During the year, the International Organization for Migration (IOM) assisted 245 victims of trafficking at its local shelter operated with support of the MOI and a local NGO. Reliable trafficking statistics were not available, but according to experts, including the OSCE and others working in the field, the general estimate was that between 2,000 and 4,000 women were trafficked to or through the country during the year. Ukraine, Moldova, Romania and Bulgaria remained the primary sources of trafficked victims and victims trafficked through the country were most often in route to Serbia and Montenegro – including Kosovo, Albania, and Western Europe. While primarily a transit and destination country, officials and others acknowledged that a small number of citizens have been victimized.

Trafficked women were forced to work in prostitution, often under the guise of dancers, hostesses or waitresses in local clubs.

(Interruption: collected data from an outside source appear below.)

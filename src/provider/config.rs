//! Provider configuration

use serde::{Deserialize, Serialize};

/// Configuration for an OpenAI-compatible chat endpoint
#[derive(Debug, Clone, PartialEq, Serialize, Deserialize)]
#[serde(default)]
pub struct ProviderConfig {
    /// Display name for the provider
    pub name: String,
    /// API base URL (e.g., "https://api.openai.com/v1")
    pub base_url: String,
    /// Environment variable holding the API key. Empty for keyless local servers.
    pub api_key_env: String,
    /// Model used when an agent does not name one
    pub default_model: String,
}

impl Default for ProviderConfig {
    fn default() -> Self {
        Self::openai()
    }
}

impl ProviderConfig {
    pub fn openai() -> Self {
        Self {
            name: "OpenAI".to_string(),
            base_url: "https://api.openai.com/v1".to_string(),
            api_key_env: "OPENAI_API_KEY".to_string(),
            default_model: "gpt-4o".to_string(),
        }
    }

    pub fn openrouter() -> Self {
        Self {
            name: "OpenRouter".to_string(),
            base_url: "https://openrouter.ai/api/v1".to_string(),
            api_key_env: "OPENROUTER_API_KEY".to_string(),
            default_model: "openai/gpt-4o".to_string(),
        }
    }

    /// A local OpenAI-compatible server (LM Studio, vLLM, Ollama)
    pub fn local(base_url: impl Into<String>, model: impl Into<String>) -> Self {
        Self {
            name: "Local".to_string(),
            base_url: base_url.into(),
            api_key_env: String::new(),
            default_model: model.into(),
        }
    }

    /// Look up a preset by its lowercase name
    pub fn preset(name: &str) -> Option<Self> {
        match name.to_lowercase().as_str() {
            "openai" => Some(Self::openai()),
            "openrouter" => Some(Self::openrouter()),
            _ => None,
        }
    }

    pub fn requires_key(&self) -> bool {
        !self.api_key_env.is_empty()
    }
}

#[cfg(test)]
mod tests {
    use super::*;

    #[test]
    fn test_partial_yaml_fills_defaults() {
        let config: ProviderConfig =
            serde_yaml::from_str("base_url: http://localhost:1234/v1\napi_key_env: ''\n").unwrap();
        assert_eq!(config.base_url, "http://localhost:1234/v1");
        assert_eq!(config.default_model, "gpt-4o");
        assert!(!config.requires_key());
    }

    #[test]
    fn test_presets() {
        assert_eq!(ProviderConfig::preset("OpenRouter").unwrap().name, "OpenRouter");
        assert!(ProviderConfig::preset("nope").is_none());
    }
}
//! Scripted agent backend
//!
//! Replays canned replies per task id and records every call, so process
//! strategies and the feedback loop run deterministically without a model.
//! The last reply queued for a task repeats once the queue is drained.

use super::worker::{Agent, AgentBackend, ExecutionContext, ExecutionRequest};
use crate::crew::InputContext;
use crate::error::AgentExecutionError;
use crate::events::CrewEvent;
use async_trait::async_trait;
use parking_lot::Mutex;
use serde_json::Value;
use std::collections::{HashMap, VecDeque};

/// One canned reaction to a task attempt
#[derive(Debug, Clone)]
pub enum ScriptedReply {
    /// Return this raw output
    Output(String),
    /// Fail the attempt with an `AgentExecutionError`
    Fail(String),
    /// Invoke a capability of the agent, then continue with `then`
    UseTool {
        tool: String,
        args: Value,
        then: Box<ScriptedReply>,
    },
    /// Cancel the run token while "in flight", then return this output
    CancelRun(String),
}

impl ScriptedReply {
    pub fn output(text: impl Into<String>) -> Self {
        Self::Output(text.into())
    }

    pub fn use_tool(tool: impl Into<String>, args: Value, then: ScriptedReply) -> Self {
        Self::UseTool {
            tool: tool.into(),
            args,
            then: Box::new(then),
        }
    }
}

/// A call observed by the scripted backend
#[derive(Debug, Clone)]
pub struct RecordedCall {
    pub agent: String,
    pub task_id: String,
    pub description: String,
    pub input_context: InputContext,
    /// Capability results, errors rendered as `Err(message)`
    pub tool_results: Vec<Result<String, String>>,
}

#[derive(Debug, Default)]
pub struct ScriptedBackend {
    scripts: Mutex<HashMap<String, VecDeque<ScriptedReply>>>,
    calls: Mutex<Vec<RecordedCall>>,
}

impl ScriptedBackend {
    pub fn new() -> Self {
        Self::default()
    }

    /// Queue replies for `task_id`
    pub fn on<I>(self, task_id: impl Into<String>, replies: I) -> Self
    where
        I: IntoIterator<Item = ScriptedReply>,
    {
        self.scripts
            .lock()
            .entry(task_id.into())
            .or_default()
            .extend(replies);
        self
    }

    /// All calls so far, in order
    pub fn calls(&self) -> Vec<RecordedCall> {
        self.calls.lock().clone()
    }

    /// Calls made for one task, in order
    pub fn calls_for(&self, task_id: &str) -> Vec<RecordedCall> {
        self.calls
            .lock()
            .iter()
            .filter(|c| c.task_id == task_id)
            .cloned()
            .collect()
    }

    fn next_reply(&self, task_id: &str) -> Option<ScriptedReply> {
        let mut scripts = self.scripts.lock();
        let queue = scripts.get_mut(task_id)?;
        if queue.len() > 1 {
            queue.pop_front()
        } else {
            queue.front().cloned()
        }
    }
}

#[async_trait]
impl AgentBackend for ScriptedBackend {
    async fn execute(
        &self,
        agent: &Agent,
        request: &ExecutionRequest,
        ctx: &ExecutionContext,
    ) -> Result<String, AgentExecutionError> {
        let mut reply = self.next_reply(&request.task_id);
        let mut tool_results = Vec::new();

        let result = loop {
            match reply {
                None => {
                    break Err(AgentExecutionError::new(format!(
                        "no scripted reply for task '{}'",
                        request.task_id
                    )))
                }
                Some(ScriptedReply::Output(text)) => break Ok(text),
                Some(ScriptedReply::Fail(message)) => break Err(AgentExecutionError::new(message)),
                Some(ScriptedReply::CancelRun(text)) => {
                    ctx.cancellation.cancel();
                    break Ok(text);
                }
                Some(ScriptedReply::UseTool { tool, args, then }) => {
                    let call_id = format!("call_{}", tool_results.len());
                    ctx.events.emit(CrewEvent::ToolCallStart {
                        agent: agent.id.clone(),
                        call_id: call_id.clone(),
                        tool: tool.clone(),
                        arguments: args.clone(),
                    });
                    let outcome = agent.invoke(&tool, args, ctx).await;
                    ctx.events.emit(CrewEvent::ToolCallEnd {
                        agent: agent.id.clone(),
                        call_id,
                        tool,
                        output: match &outcome {
                            Ok(out) => out.clone(),
                            Err(e) => e.message.clone(),
                        },
                        is_error: outcome.is_err(),
                        duration_ms: 0,
                    });
                    tool_results.push(outcome.map_err(|e| e.message));
                    reply = Some(*then);
                }
            }
        };

        self.calls.lock().push(RecordedCall {
            agent: agent.id.clone(),
            task_id: request.task_id.clone(),
            description: request.description.clone(),
            input_context: request.input_context.clone(),
            tool_results,
        });
        result
    }
}

#[cfg(test)]
mod tests {
    use super::*;
    use std::path::PathBuf;
    use tokio_util::sync::CancellationToken;

    fn request(task_id: &str) -> ExecutionRequest {
        ExecutionRequest {
            task_id: task_id.into(),
            description: "do it".into(),
            expected_output: "done".into(),
            input_context: InputContext::new(),
        }
    }

    #[tokio::test]
    async fn test_replays_in_order_and_repeats_last() {
        let backend = ScriptedBackend::new().on(
            "validate",
            [ScriptedReply::output("fail"), ScriptedReply::output("pass")],
        );
        let agent = Agent::new("v", "Validator", "Validate", "Strict");
        let ctx = ExecutionContext::new(PathBuf::from("/tmp"), CancellationToken::new());

        let mut outputs = Vec::new();
        for _ in 0..3 {
            outputs.push(backend.execute(&agent, &request("validate"), &ctx).await.unwrap());
        }
        assert_eq!(outputs, vec!["fail", "pass", "pass"]);
        assert_eq!(backend.calls_for("validate").len(), 3);
    }

    #[tokio::test]
    async fn test_unscripted_task_fails() {
        let backend = ScriptedBackend::new();
        let agent = Agent::new("v", "Validator", "Validate", "Strict");
        let ctx = ExecutionContext::new(PathBuf::from("/tmp"), CancellationToken::new());

        let err = backend.execute(&agent, &request("other"), &ctx).await.unwrap_err();
        assert!(err.0.contains("no scripted reply"));
        assert_eq!(backend.calls().len(), 1);
    }
}
//! autocrew - workflow orchestration for cooperating LLM agents
//!
//! This crate provides:
//! - Agents with a role, a goal and a fixed capability set
//! - Sequential pipelines and manager-delegated (hierarchical) crews
//! - A bounded validate/revise feedback loop between integration and validation
//! - YAML crew definitions and a built-in codebase integration crew
//! - An OpenAI-compatible LLM backend and a scripted backend for tests

pub mod config;
pub mod error;
pub mod telemetry;

// Agent system
pub mod agent;
pub mod crew;
pub mod events;
pub mod provider;
pub mod tool;
pub mod tools;

pub use config::{PolicyOverrides, RunPolicy, Settings};
pub use error::{AgentExecutionError, CapabilityError, ConfigError, CrewError};
pub use telemetry::Telemetry;

pub use agent::{Agent, AgentBackend, ExecutionContext, ExecutionRequest, LlmBackend, ScriptedBackend, ScriptedReply};
pub use crew::{
    AgentManager, CrewConfig, CrewRunner, Manager, OrderedManager, Process, RunOutcome, RunStatus, Task,
    TaskKind, TaskResult, Workflow,
};
pub use events::{CrewEvent, EventSink};
pub use provider::{ProviderClient, ProviderConfig};
pub use tool::{Tool, ToolRegistry};
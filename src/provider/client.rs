//! OpenAI-compatible provider client
//!
//! Non-streaming chat completions with tool support. Every call is logged
//! under the `llm` tracing target so the JSON log doubles as a request trace.

use super::ProviderConfig;
use async_openai::{
    config::OpenAIConfig,
    types::{
        ChatCompletionMessageToolCall, ChatCompletionRequestMessage, ChatCompletionTool,
        CreateChatCompletionRequestArgs,
    },
    Client,
};
use serde::Serialize;
use std::time::Instant;

/// Token counts for one or more completions
#[derive(Debug, Clone, Copy, Default, PartialEq, Eq, Serialize)]
pub struct TokenUsage {
    pub input: u64,
    pub output: u64,
}

impl TokenUsage {
    pub fn add(&mut self, other: TokenUsage) {
        self.input += other.input;
        self.output += other.output;
    }
}

/// Per-request knobs an agent definition may set
#[derive(Debug, Clone, Default)]
pub struct ChatOptions {
    pub model: Option<String>,
    pub temperature: Option<f32>,
}

/// The first choice of a completion
#[derive(Debug, Clone, Default)]
pub struct ChatReply {
    pub text: Option<String>,
    pub tool_calls: Vec<ChatCompletionMessageToolCall>,
    pub usage: TokenUsage,
}

/// OpenAI-compatible client wrapper
#[derive(Clone)]
pub struct ProviderClient {
    config: ProviderConfig,
    client: Client<OpenAIConfig>,
}

impl ProviderClient {
    /// Create a new provider client from config
    pub fn new(config: ProviderConfig) -> Result<Self, String> {
        let mut openai_config = OpenAIConfig::new().with_api_base(&config.base_url);
        if config.requires_key() {
            let api_key = Self::get_api_key(&config)?;
            openai_config = openai_config.with_api_key(api_key);
        }

        Ok(Self {
            config,
            client: Client::with_config(openai_config),
        })
    }

    /// API key from the environment, after loading any `.env` file
    fn get_api_key(config: &ProviderConfig) -> Result<String, String> {
        let _ = dotenvy::dotenv();
        std::env::var(&config.api_key_env)
            .map_err(|_| format!("{} not found in environment", config.api_key_env))
    }

    pub fn config(&self) -> &ProviderConfig {
        &self.config
    }

    /// Send a chat completion request with tools. The request always runs to
    /// completion; callers check for cancellation between calls.
    pub async fn chat(
        &self,
        messages: Vec<ChatCompletionRequestMessage>,
        tools: Vec<ChatCompletionTool>,
        options: &ChatOptions,
    ) -> Result<ChatReply, String> {
        let model = options
            .model
            .as_deref()
            .unwrap_or(&self.config.default_model)
            .to_string();

        let mut request_builder = CreateChatCompletionRequestArgs::default();
        request_builder.model(model.clone()).messages(messages);
        if !tools.is_empty() {
            request_builder.tools(tools);
        }
        if let Some(temperature) = options.temperature {
            request_builder.temperature(temperature);
        }

        let request = request_builder
            .build()
            .map_err(|e| format!("Failed to build request: {}", e))?;

        let start = Instant::now();
        let response = self.client.chat().create(request).await.map_err(|e| {
            tracing::warn!(target: "llm", provider = %self.config.name, model = %model, error = %e, "chat completion failed");
            format!("API call failed: {}", e)
        })?;

        let usage = response
            .usage
            .as_ref()
            .map(|u| TokenUsage {
                input: u64::from(u.prompt_tokens),
                output: u64::from(u.completion_tokens),
            })
            .unwrap_or_default();

        let choice = response
            .choices
            .into_iter()
            .next()
            .ok_or_else(|| "API returned no choices".to_string())?;

        let reply = ChatReply {
            text: choice.message.content.filter(|t| !t.trim().is_empty()),
            tool_calls: choice.message.tool_calls.unwrap_or_default(),
            usage,
        };

        tracing::info!(
            target: "llm",
            provider = %self.config.name,
            model = %model,
            input_tokens = usage.input,
            output_tokens = usage.output,
            tool_calls = reply.tool_calls.len(),
            duration_ms = start.elapsed().as_millis() as u64,
            "chat completion"
        );

        Ok(reply)
    }
}

impl std::fmt::Debug for ProviderClient {
    fn fmt(&self, f: &mut std::fmt::Formatter<'_>) -> std::fmt::Result {
        f.debug_struct("ProviderClient")
            .field("config", &self.config)
            .finish()
    }
}

#[cfg(test)]
mod tests {
    use super::*;

    #[test]
    fn test_keyless_provider_builds() {
        let client = ProviderClient::new(ProviderConfig::local("http://localhost:1234/v1", "qwen"))
            .unwrap();
        assert_eq!(client.config().default_model, "qwen");
    }

    #[test]
    fn test_missing_key_is_error() {
        let config = ProviderConfig {
            api_key_env: "AUTOCREW_TEST_KEY_THAT_IS_NOT_SET".to_string(),
            ..ProviderConfig::openai()
        };
        let err = ProviderClient::new(config).unwrap_err();
        assert!(err.contains("AUTOCREW_TEST_KEY_THAT_IS_NOT_SET"));
    }

    #[test]
    fn test_usage_accumulates() {
        let mut total = TokenUsage::default();
        total.add(TokenUsage { input: 10, output: 2 });
        total.add(TokenUsage { input: 5, output: 1 });
        assert_eq!(total, TokenUsage { input: 15, output: 3 });
    }
}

Police raids and testimony by victims confirmed that trafficked victims were subjected to threats, violence, physical and psychological abuse, and seizure of documents to ensure compliance. Authorities noted that traffickers increasingly forced trafficked women to service their clients in private apartments, which made detection more difficult.

There was one documented case of police complicity in Gostivar, in northwestern Macedonia, where an officer was suspended from duty pending two criminal charges for misuse of official position and trafficking in persons. The pretrial criminal procedure finished; however, the hearing had not been scheduled by year's end. Two police officers, who testified on behalf of trafficker Bojku, were under investigation for possible complicity in trafficking.

The Government's National Commission for Prevention and Suppression of Trafficking in Persons, which consists of representatives from several ministries, coordinated the Government's efforts to combat trafficking. The National Commission established a Secretariat, which includes police officials, members of the diplomatic community, and officials from NGOs, the OSCE, and the IOM. The Secretariat provides recommendations to the National Commission and assists in the implementation of the Government's national action plan. Additionally, a sub-group on Trafficking in Children was formed within the Secretariat.

In late 2002, the MOI signed a statement of commitment, which legalized the status of trafficked persons and emphasized a victim-centered approach during arrests. The Government devoted resources to anti-trafficking programs, including an inter-ministerial working group, which focused on legal reform, a special police unit designed to enhance anti-trafficking efforts, and the maintenance of a shelter for victims.

Most services to victims of trafficking were provided by the IOM. The Government cooperated with the IOM to provide shelter and medical and psychological assistance to trafficked women. The Government did not provide funding to NGOs to support victims' services; however, it did support educational and public awareness programs against trafficking in persons.

During the year, the Government began strengthening its prevention measures: Some officers within the Ministry of Foreign Affairs received training on detecting trafficking in persons cases and the MOI began preparations for including trafficking in persons issues in its 2004 curriculum at the police academy.